With All Saints and All Souls – and my demise (No, I do not intend to die on those days. But my say on that is limited.) – nearing, I have been thinking about death.
“Well, that’s cheerful. Let’s dwell on something else,” you may understandably say and I may have said in years past. But the Lord would apparently have us dwell on just that.
It is better to go to the house of mourning, than to go to the house of feasting: for that is the end of all men; and the living will lay it to his heart. Eccles. 7:2
Now I have to confess that was not one of my memory verses when I was younger. I never was a party boy, so I understood “the house of feasting” is overrated. But I was not particularly interested in dwelling “in the house of mourning.” Besides, the time of my death was sooo far in the future, it practically was never to happen, don’t you know. So why go there?
But now death no longer seems so far way. And knowing that not just in my head but in my heart is not pleasant. But it is good for me. Knowing that I will soon have to answer to the Lord for what I have done and not done in this life does motivate me to wiser and better living. Just thinking that one day I myself will have to look back on my life and evaluate it is motivation enough.
Still, the nearing of death can be more frightening than just about anything concocted to scare on Halloween. But when I sense fear of death creeping in, I remember Christ has defeated death for me so that I might really live and that now and forever.
When I was younger I did not fear death. I know that because I had a near death experience in my twenties; a skid and a tire blow-out nearly sent me into a deep ravine in Tasmania. A lot of things went through my mind including clinically thinking, “I am about to die.” But I did not fear at all. (Now whether I cussed the car to damnation is another question.)

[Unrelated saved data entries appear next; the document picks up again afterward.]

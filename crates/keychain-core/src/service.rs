// ABOUTME: Keychain credential service: validated CRUD plus key generation and host key scans.
// ABOUTME: Every write goes through the type registry before reaching the store.

use crate::credential::{CredentialCreate, CredentialUpdate, KeychainCredential};
use crate::error::{KeychainError, Result};
use crate::registry::CredentialTypeRegistry;
use crate::schema::Attributes;
use crate::store::CredentialStore;
use crate::types::SSH_KEY_PAIR;
use crate::validation::ValidationErrors;
use keychain_ssh::{
    compute_fingerprint, GeneratedKeyPair, HostKeyScanner, KeyGenerator, KeyIntrospector, SshTools,
};
use serde::{Deserialize, Serialize};
use std::sync::Arc;
use tracing::{debug, info};

const CREATE_SCHEMA: &str = "keychain_credential_create";
const UPDATE_SCHEMA: &str = "keychain_credential_update";

/// Parameters for scanning a remote host's SSH keys.
#[derive(Debug, Clone, PartialEq, Eq, Serialize, Deserialize)]
pub struct HostKeyScanRequest {
    pub host: String,
    #[serde(default = "default_port")]
    pub port: u16,
    #[serde(default = "default_connect_timeout")]
    pub connect_timeout: u64,
}

fn default_port() -> u16 {
    22
}

fn default_connect_timeout() -> u64 {
    10
}

impl HostKeyScanRequest {
    pub fn new(host: impl Into<String>) -> Self {
        Self {
            host: host.into(),
            port: default_port(),
            connect_timeout: default_connect_timeout(),
        }
    }
}

/// Credential operations backed by a store and the OpenSSH tools.
pub struct KeychainService {
    registry: Arc<CredentialTypeRegistry>,
    store: Arc<dyn CredentialStore>,
    generator: KeyGenerator,
    scanner: HostKeyScanner,
}

impl KeychainService {
    /// Service whose key checks run through `ssh-keygen`.
    pub fn new(tools: SshTools, store: Arc<dyn CredentialStore>) -> Self {
        let registry = CredentialTypeRegistry::new(Arc::new(KeyIntrospector::new(tools.clone())));
        Self::with_registry(Arc::new(registry), store, tools)
    }

    pub fn with_registry(
        registry: Arc<CredentialTypeRegistry>,
        store: Arc<dyn CredentialStore>,
        tools: SshTools,
    ) -> Self {
        Self {
            registry,
            store,
            generator: KeyGenerator::new(tools.clone()),
            scanner: HostKeyScanner::new(tools),
        }
    }

    pub fn registry(&self) -> &CredentialTypeRegistry {
        &self.registry
    }

    /// Validate and store a new credential.
    pub async fn create(&self, mut data: CredentialCreate) -> Result<KeychainCredential> {
        self.validate(
            CREATE_SCHEMA,
            &data.name,
            &data.credential_type,
            &mut data.attributes,
            None,
        )
        .await?;

        let id = self.store.insert(&data).await?;
        info!(id, credential_type = %data.credential_type, "created credential");
        self.log_fingerprint(id, &data.credential_type, &data.attributes);

        Ok(KeychainCredential {
            id,
            name: data.name,
            credential_type: data.credential_type,
            attributes: data.attributes,
        })
    }

    /// Overlay `patch` on the stored record, revalidate, and persist.
    pub async fn update(&self, id: i64, patch: CredentialUpdate) -> Result<KeychainCredential> {
        let mut record = self.get(id).await?;

        if let Some(name) = patch.name {
            record.name = name;
        }
        if let Some(credential_type) = patch.credential_type {
            record.credential_type = credential_type;
        }
        if let Some(attributes) = patch.attributes {
            record.attributes = attributes;
        }

        self.validate(
            UPDATE_SCHEMA,
            &record.name,
            &record.credential_type,
            &mut record.attributes,
            Some(id),
        )
        .await?;

        self.store.update(&record).await?;
        info!(id, credential_type = %record.credential_type, "updated credential");
        self.log_fingerprint(id, &record.credential_type, &record.attributes);

        Ok(record)
    }

    pub async fn delete(&self, id: i64) -> Result<()> {
        if !self.store.delete(id).await? {
            return Err(KeychainError::NotFound(id));
        }
        info!(id, "deleted credential");
        Ok(())
    }

    pub async fn get(&self, id: i64) -> Result<KeychainCredential> {
        self.store.get(id).await?.ok_or(KeychainError::NotFound(id))
    }

    /// All credentials ordered by id.
    pub async fn query(&self) -> Result<Vec<KeychainCredential>> {
        self.store.list().await
    }

    pub async fn find_by_name(&self, name: &str) -> Result<Option<KeychainCredential>> {
        self.store.find_by_name(name).await
    }

    /// Generate a fresh RSA key pair without storing it.
    pub async fn generate_ssh_key_pair(&self) -> Result<GeneratedKeyPair> {
        Ok(self.generator.generate().await?)
    }

    /// Scan a remote host and return its last reported key line.
    pub async fn remote_ssh_host_key_scan(&self, request: HostKeyScanRequest) -> Result<String> {
        Ok(self
            .scanner
            .scan(&request.host, request.port, request.connect_timeout)
            .await?)
    }

    /// The key pair with this id, provided it holds private key material.
    pub async fn ssh_key_pair_with_private_key(&self, id: i64) -> Result<KeychainCredential> {
        match self.store.get(id).await? {
            Some(credential)
                if credential.credential_type == SSH_KEY_PAIR
                    && credential.str_attribute("private_key").is_some() =>
            {
                Ok(credential)
            }
            _ => Err(KeychainError::NoUsableKey(id)),
        }
    }

    async fn validate(
        &self,
        schema_name: &str,
        name: &str,
        credential_type: &str,
        attributes: &mut Attributes,
        id: Option<i64>,
    ) -> Result<()> {
        let mut errors = ValidationErrors::new();

        if let Some(existing) = self.store.find_by_name(name).await? {
            if Some(existing.id) != id {
                errors.add(
                    format!("{schema_name}.name"),
                    "A credential with this name already exists",
                );
            }
        }

        errors.extend(
            self.registry
                .validate(credential_type, attributes, schema_name)
                .await,
        );

        if !errors.is_empty() {
            debug!(schema = schema_name, errors = errors.len(), "credential rejected");
        }
        Ok(errors.into_result()?)
    }

    fn log_fingerprint(&self, id: i64, credential_type: &str, attributes: &Attributes) {
        if credential_type != SSH_KEY_PAIR {
            return;
        }
        let Some(public_key) = attributes.get("public_key").and_then(|v| v.as_str()) else {
            return;
        };
        if let Ok(fingerprint) = compute_fingerprint(public_key) {
            debug!(id, fingerprint = %fingerprint, "stored key pair");
        }
    }
}

#[cfg(test)]
mod tests {
    use super::*;
    use crate::store::MemoryStore;
    use crate::types::tests::{test_key_pair, NativeIntrospector};
    use crate::types::SSH_CREDENTIALS;
    use keychain_ssh::{key_tokens, SshError};
    use serde_json::{json, Value};
    use std::path::PathBuf;

    fn service() -> KeychainService {
        let registry = CredentialTypeRegistry::new(Arc::new(NativeIntrospector));
        KeychainService::with_registry(
            Arc::new(registry),
            Arc::new(MemoryStore::new()),
            SshTools::default(),
        )
    }

    fn attrs(value: Value) -> Attributes {
        match value {
            Value::Object(map) => map,
            _ => panic!("expected object"),
        }
    }

    fn key_pair(name: &str, private: Option<&str>, public: Option<&str>) -> CredentialCreate {
        CredentialCreate {
            name: name.to_string(),
            credential_type: SSH_KEY_PAIR.to_string(),
            attributes: attrs(json!({"private_key": private, "public_key": public})),
        }
    }

    fn validation(err: KeychainError) -> ValidationErrors {
        match err {
            KeychainError::Validation(errors) => errors,
            other => panic!("expected validation error, got {other}"),
        }
    }

    #[tokio::test]
    async fn test_create_with_private_key_fills_public_key() {
        let service = service();
        let (private, public) = test_key_pair();

        let created = service
            .create(key_pair("replication", Some(&private), None))
            .await
            .unwrap();

        let stored = service.get(created.id).await.unwrap();
        assert_eq!(
            key_tokens(stored.str_attribute("public_key").unwrap()),
            key_tokens(&public)
        );
    }

    #[tokio::test]
    async fn test_create_unknown_type_persists_nothing() {
        let service = service();
        let data = CredentialCreate {
            name: "mystery".to_string(),
            credential_type: "PGP_KEY".to_string(),
            attributes: Attributes::new(),
        };

        let errors = validation(service.create(data).await.unwrap_err());

        assert_eq!(
            errors.messages_for("keychain_credential_create.type"),
            vec!["Invalid type"]
        );
        assert!(service.query().await.unwrap().is_empty());
    }

    #[tokio::test]
    async fn test_duplicate_name_accumulates_with_type_error() {
        let service = service();
        let (_, public) = test_key_pair();
        service
            .create(key_pair("taken", None, Some(&public)))
            .await
            .unwrap();

        let data = CredentialCreate {
            name: "taken".to_string(),
            credential_type: "PGP_KEY".to_string(),
            attributes: Attributes::new(),
        };
        let errors = validation(service.create(data).await.unwrap_err());

        assert_eq!(errors.len(), 2);
        assert_eq!(
            errors.messages_for("keychain_credential_create.name"),
            vec!["A credential with this name already exists"]
        );
    }

    #[tokio::test]
    async fn test_hook_errors_are_raised() {
        let service = service();
        let (private, _) = test_key_pair();
        let (_, other_public) = test_key_pair();

        let errors = validation(
            service
                .create(key_pair("bad", Some(&private), Some(&other_public)))
                .await
                .unwrap_err(),
        );

        assert_eq!(
            errors.messages_for("keychain_credential_create.attributes.public_key"),
            vec!["Private key and public key do not match"]
        );
        assert!(service.find_by_name("bad").await.unwrap().is_none());
    }

    #[tokio::test]
    async fn test_update_keeps_own_name_and_replaces_attributes() {
        let service = service();
        let (_, public) = test_key_pair();
        let (_, replacement) = test_key_pair();
        let created = service
            .create(key_pair("rotating", None, Some(&public)))
            .await
            .unwrap();

        let updated = service
            .update(
                created.id,
                CredentialUpdate {
                    attributes: Some(attrs(json!({"public_key": replacement}))),
                    ..Default::default()
                },
            )
            .await
            .unwrap();

        assert_eq!(updated.name, "rotating");
        assert_eq!(updated.str_attribute("public_key"), Some(replacement.as_str()));
        assert_eq!(updated.attributes["private_key"], Value::Null, "default applied");
    }

    #[tokio::test]
    async fn test_update_uses_update_schema_name() {
        let service = service();
        let (_, public) = test_key_pair();
        service.create(key_pair("a", None, Some(&public))).await.unwrap();
        let b = service.create(key_pair("b", None, Some(&public))).await.unwrap();

        let errors = validation(
            service
                .update(
                    b.id,
                    CredentialUpdate {
                        name: Some("a".to_string()),
                        ..Default::default()
                    },
                )
                .await
                .unwrap_err(),
        );

        assert_eq!(
            errors.messages_for("keychain_credential_update.name"),
            vec!["A credential with this name already exists"]
        );
    }

    #[tokio::test]
    async fn test_update_and_delete_missing_are_not_found() {
        let service = service();
        assert!(matches!(
            service.update(7, CredentialUpdate::default()).await,
            Err(KeychainError::NotFound(7))
        ));
        assert!(matches!(service.delete(7).await, Err(KeychainError::NotFound(7))));
    }

    #[tokio::test]
    async fn test_ssh_credentials_reference_key_pair() {
        let service = service();
        let (private, _) = test_key_pair();
        let key = service
            .create(key_pair("key", Some(&private), None))
            .await
            .unwrap();

        let created = service
            .create(CredentialCreate {
                name: "nas-b".to_string(),
                credential_type: SSH_CREDENTIALS.to_string(),
                attributes: attrs(json!({
                    "host": "nas-b.local",
                    "private_key": key.id,
                    "remote_host_key": "ssh-ed25519 AAAA",
                })),
            })
            .await
            .unwrap();

        assert_eq!(created.attributes["port"], json!(22));
        assert_eq!(created.attributes["cipher"], json!("STANDARD"));
    }

    #[tokio::test]
    async fn test_key_pair_without_private_key_is_not_usable() {
        let service = service();
        let (private, public) = test_key_pair();
        let public_only = service
            .create(key_pair("pub", None, Some(&public)))
            .await
            .unwrap();
        let full = service
            .create(key_pair("full", Some(&private), None))
            .await
            .unwrap();

        assert!(matches!(
            service.ssh_key_pair_with_private_key(public_only.id).await,
            Err(KeychainError::NoUsableKey(_))
        ));
        assert!(matches!(
            service.ssh_key_pair_with_private_key(404).await,
            Err(KeychainError::NoUsableKey(404))
        ));
        assert_eq!(
            service.ssh_key_pair_with_private_key(full.id).await.unwrap().id,
            full.id
        );
    }

    #[tokio::test]
    async fn test_scan_surfaces_tool_errors() {
        let tools = SshTools {
            ssh_keyscan: PathBuf::from("/nonexistent/ssh-keyscan"),
            ..SshTools::default()
        };
        let registry = CredentialTypeRegistry::new(Arc::new(NativeIntrospector));
        let service =
            KeychainService::with_registry(Arc::new(registry), Arc::new(MemoryStore::new()), tools);

        let err = service
            .remote_ssh_host_key_scan(HostKeyScanRequest::new("nas-b.local"))
            .await
            .unwrap_err();
        assert!(matches!(err, KeychainError::Ssh(SshError::Spawn { .. })));
    }

    #[test]
    fn test_scan_request_defaults() {
        let request: HostKeyScanRequest =
            serde_json::from_value(json!({"host": "nas-b.local"})).unwrap();
        assert_eq!(request, HostKeyScanRequest::new("nas-b.local"));
        assert_eq!(request.port, 22);
        assert_eq!(request.connect_timeout, 10);
    }
}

Now I do fear death a bit, but I have a bigger fear both now and back then. Far more than death, I have long feared a wasted life. In my twenties, I was struggling to make something of my life and hated that feeling I had at the end of at least one or two years, that the years were wasted, lost. Now I fear that when I run out of time and energy, I will look back and see too many years wasted, lost.
Considering that I am going “to the house of mourning” before long goads me not to waste any more years, to make the most of my life with God’s help. May God indeed help me. May God help us all that as we rejoice in the new life He gives us, we at the same time make the most of the earthly life He gives us.